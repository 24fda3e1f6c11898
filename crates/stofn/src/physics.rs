//! Fixed-timestep physics driver.
//!
//! [`PhysicsRuntime`] sits between a [`Scene`] and a physics engine behind
//! the [`Simulation`] trait. Each frame, [`PhysicsRuntime::tick`] feeds the
//! frame time into an accumulator and steps the simulation in fixed
//! increments, then publishes every body's pose back into the scene.
//!
//! Published poses are interpolated between the pose before the last step and
//! the pose after it, by the fraction of a step still left in the
//! accumulator. Rendering stays smooth at any frame rate while the
//! simulation itself only ever sees the fixed step.
//!
//! ```text
//! accumulator: |--step--|--step--|--step--|-rem-|
//!                                ^        ^
//!                            snapshot   current      alpha = rem / step
//! ```

use crate::config::PhysicsConfig;
use crate::ecs::{Entity, Pool};
use crate::math::RPose;
use crate::scene::{Scene, SceneListener};

/// A physics engine as seen by [`PhysicsRuntime`]. Bodies are rigid and keyed
/// by scene identity.
pub trait Simulation {
    fn add_body(&mut self, entity: Entity, pose: RPose);
    fn remove_body(&mut self, entity: Entity);
    fn body_pose(&self, entity: Entity) -> Option<RPose>;
    /// Advance by exactly `dt` seconds.
    fn step(&mut self, dt: f32);
}

/// Drives a [`Simulation`] at a fixed rate and writes interpolated poses into
/// a [`Scene`].
///
/// Register it as a [`SceneListener`] so released objects lose their bodies.
pub struct PhysicsRuntime<S: Simulation> {
    simulation: S,
    config: PhysicsConfig,
    /// Column 0 holds each body's pose from before the latest step.
    bodies: Pool<(RPose,)>,
    accumulator: f32,
}

impl<S: Simulation> PhysicsRuntime<S> {
    /// # Panics
    ///
    /// Panics if `config.fixed_timestep` is not positive.
    pub fn new(simulation: S, config: PhysicsConfig) -> Self {
        assert!(
            config.fixed_timestep > 0.0,
            "fixed timestep must be positive, got {}",
            config.fixed_timestep
        );
        Self {
            simulation,
            config,
            bodies: Pool::new(),
            accumulator: 0.0,
        }
    }

    pub fn simulation(&self) -> &S {
        &self.simulation
    }

    pub fn simulation_mut(&mut self) -> &mut S {
        &mut self.simulation
    }

    pub fn config(&self) -> &PhysicsConfig {
        &self.config
    }

    pub fn body_count(&self) -> usize {
        self.bodies.count()
    }

    pub fn has_body(&self, entity: Entity) -> bool {
        self.bodies.contains(entity)
    }

    /// Create a body for `entity` at its current world pose.
    ///
    /// Fails if `entity` has no pose in `scene` or already has a body.
    pub fn try_attach_body(&mut self, scene: &Scene, entity: Entity) -> bool {
        let Some(pose) = scene.world_pose(entity) else {
            return false;
        };
        let pose = pose.rigid();
        if !self.bodies.try_append(entity, (pose,)) {
            return false;
        }
        self.simulation.add_body(entity, pose);
        log::debug!("attached body to {entity}");
        true
    }

    pub fn try_detach_body(&mut self, entity: Entity) -> bool {
        if !self.bodies.try_release_swap(entity) {
            return false;
        }
        self.simulation.remove_body(entity);
        log::debug!("detached body from {entity}");
        true
    }

    /// Fraction of a fixed step left in the accumulator, in `[0, 1)`.
    pub fn interpolation_alpha(&self) -> f32 {
        self.accumulator / self.config.fixed_timestep
    }

    /// Advance by `frame_dt` seconds of real time and publish body poses to
    /// `scene`. Returns the number of fixed steps taken.
    pub fn tick(&mut self, scene: &mut Scene, frame_dt: f32) -> u32 {
        let fixed_dt = self.config.fixed_timestep;
        // Capped to prevent spiral of death.
        self.accumulator += frame_dt.clamp(0.0, self.config.max_frame_time);

        let mut steps = 0;
        while self.accumulator >= fixed_dt {
            self.accumulator -= fixed_dt;
            steps += 1;
        }

        if steps > 0 {
            for _ in 1..steps {
                self.simulation.step(fixed_dt);
            }
            self.snapshot();
            self.simulation.step(fixed_dt);
        }

        self.publish(scene);
        steps
    }

    fn snapshot(&mut self) {
        for index in 0..self.bodies.count() {
            let entity = self.bodies.handle_by_index(index);
            if let Some(pose) = self.simulation.body_pose(entity) {
                *self.bodies.get_by_index_mut::<0>(index) = pose;
            }
        }
    }

    fn publish(&self, scene: &mut Scene) {
        let alpha = self.interpolation_alpha();
        for (entity, previous) in self.bodies.iter_column::<0>() {
            let Some(current) = self.simulation.body_pose(entity) else {
                continue;
            };
            scene.set_world_rigid_pose(entity, RPose::nlerp(previous, &current, alpha));
        }
    }
}

impl<S: Simulation> SceneListener for PhysicsRuntime<S> {
    fn scene_will_release_object(&mut self, _scene: &Scene, entity: Entity) {
        self.try_detach_body(entity);
    }
}

#[cfg(test)]
mod tests {
    use super::*;
    use crate::math::{HPose, Vec3};
    use approx::assert_relative_eq;
    use std::collections::HashMap;

    /// Moves every body +1 along X per second.
    #[derive(Default)]
    struct Drift {
        bodies: HashMap<Entity, RPose>,
        steps: u32,
    }

    impl Simulation for Drift {
        fn add_body(&mut self, entity: Entity, pose: RPose) {
            self.bodies.insert(entity, pose);
        }

        fn remove_body(&mut self, entity: Entity) {
            self.bodies.remove(&entity);
        }

        fn body_pose(&self, entity: Entity) -> Option<RPose> {
            self.bodies.get(&entity).copied()
        }

        fn step(&mut self, dt: f32) {
            self.steps += 1;
            for pose in self.bodies.values_mut() {
                pose.position.x += dt;
            }
        }
    }

    fn config() -> PhysicsConfig {
        PhysicsConfig {
            fixed_timestep: 0.1,
            max_frame_time: 0.25,
        }
    }

    fn setup() -> (Scene, Entity, PhysicsRuntime<Drift>) {
        let mut scene = Scene::new();
        let level = scene.create_sublevel("Default");
        let ball = scene.create_child("Ball", level, HPose::IDENTITY).unwrap();
        let mut physics = PhysicsRuntime::new(Drift::default(), config());
        assert!(physics.try_attach_body(&scene, ball));
        (scene, ball, physics)
    }

    #[test]
    fn attach_requires_pose_and_is_unique() {
        let (mut scene, ball, mut physics) = setup();
        assert!(!physics.try_attach_body(&scene, ball));
        let loose = scene.create_object("loose");
        assert!(!physics.try_attach_body(&scene, loose));
        assert_eq!(physics.body_count(), 1);
    }

    #[test]
    fn accumulates_partial_frames() {
        let (mut scene, _, mut physics) = setup();
        assert_eq!(physics.tick(&mut scene, 0.05), 0);
        assert_eq!(physics.tick(&mut scene, 0.05), 1);
        assert_eq!(physics.simulation().steps, 1);
        assert_relative_eq!(physics.interpolation_alpha(), 0.0, epsilon = 1e-4);
    }

    #[test]
    fn frame_time_is_clamped() {
        let (mut scene, _, mut physics) = setup();
        assert_eq!(physics.tick(&mut scene, 10.0), 2);
        assert_eq!(physics.tick(&mut scene, -1.0), 0);
    }

    #[test]
    fn publishes_interpolated_pose() {
        let (mut scene, ball, mut physics) = setup();
        // 2.5 steps: body goes 0.0 → 0.1 → 0.2, snapshot at 0.1, alpha 0.5.
        assert_eq!(physics.tick(&mut scene, 0.25), 2);
        assert_relative_eq!(physics.interpolation_alpha(), 0.5, epsilon = 1e-4);
        let x = scene.world_pose(ball).unwrap().position.x;
        assert_relative_eq!(x, 0.15, epsilon = 1e-4);
        let current = physics.simulation().body_pose(ball).unwrap();
        assert_relative_eq!(current.position.x, 0.2, epsilon = 1e-4);
    }

    #[test]
    fn published_pose_keeps_world_scale() {
        let (mut scene, ball, mut physics) = setup();
        scene.set_local_pose(ball, HPose::IDENTITY.with_scale(Vec3::splat(3.0)));
        physics.tick(&mut scene, 0.1);
        let scale = scene.world_pose(ball).unwrap().scale;
        assert!(scale.abs_diff_eq(Vec3::splat(3.0), 1e-5));
    }

    #[test]
    fn released_object_loses_body() {
        use std::cell::RefCell;
        use std::rc::Rc;

        let (mut scene, ball, physics) = setup();
        let physics = Rc::new(RefCell::new(physics));
        let listener: Rc<RefCell<dyn SceneListener>> = physics.clone();
        scene.add_listener(Rc::downgrade(&listener));

        assert!(scene.try_release_object(ball));
        assert!(!physics.borrow().has_body(ball));
        assert!(physics.borrow().simulation().body_pose(ball).is_none());
        assert_eq!(physics.borrow_mut().tick(&mut scene, 0.1), 1);
    }
}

**Task description:** What do the lines of the material read, from the first through the line with "last step and"? Transcribe them exactly and stop there.

**Task response:**
repository 24fda3e1f6c11898
filename crates/stofn/src/physics.rs
//! Fixed-timestep physics driver.
//!
//! [`PhysicsRuntime`] sits between a [`Scene`] and a physics engine behind
//! the [`Simulation`] trait. Each frame, [`PhysicsRuntime::tick`] feeds the
//! frame time into an accumulator and steps the simulation in fixed
//! increments, then publishes every body's pose back into the scene.
//!
//! Published poses are interpolated between the pose before the last step and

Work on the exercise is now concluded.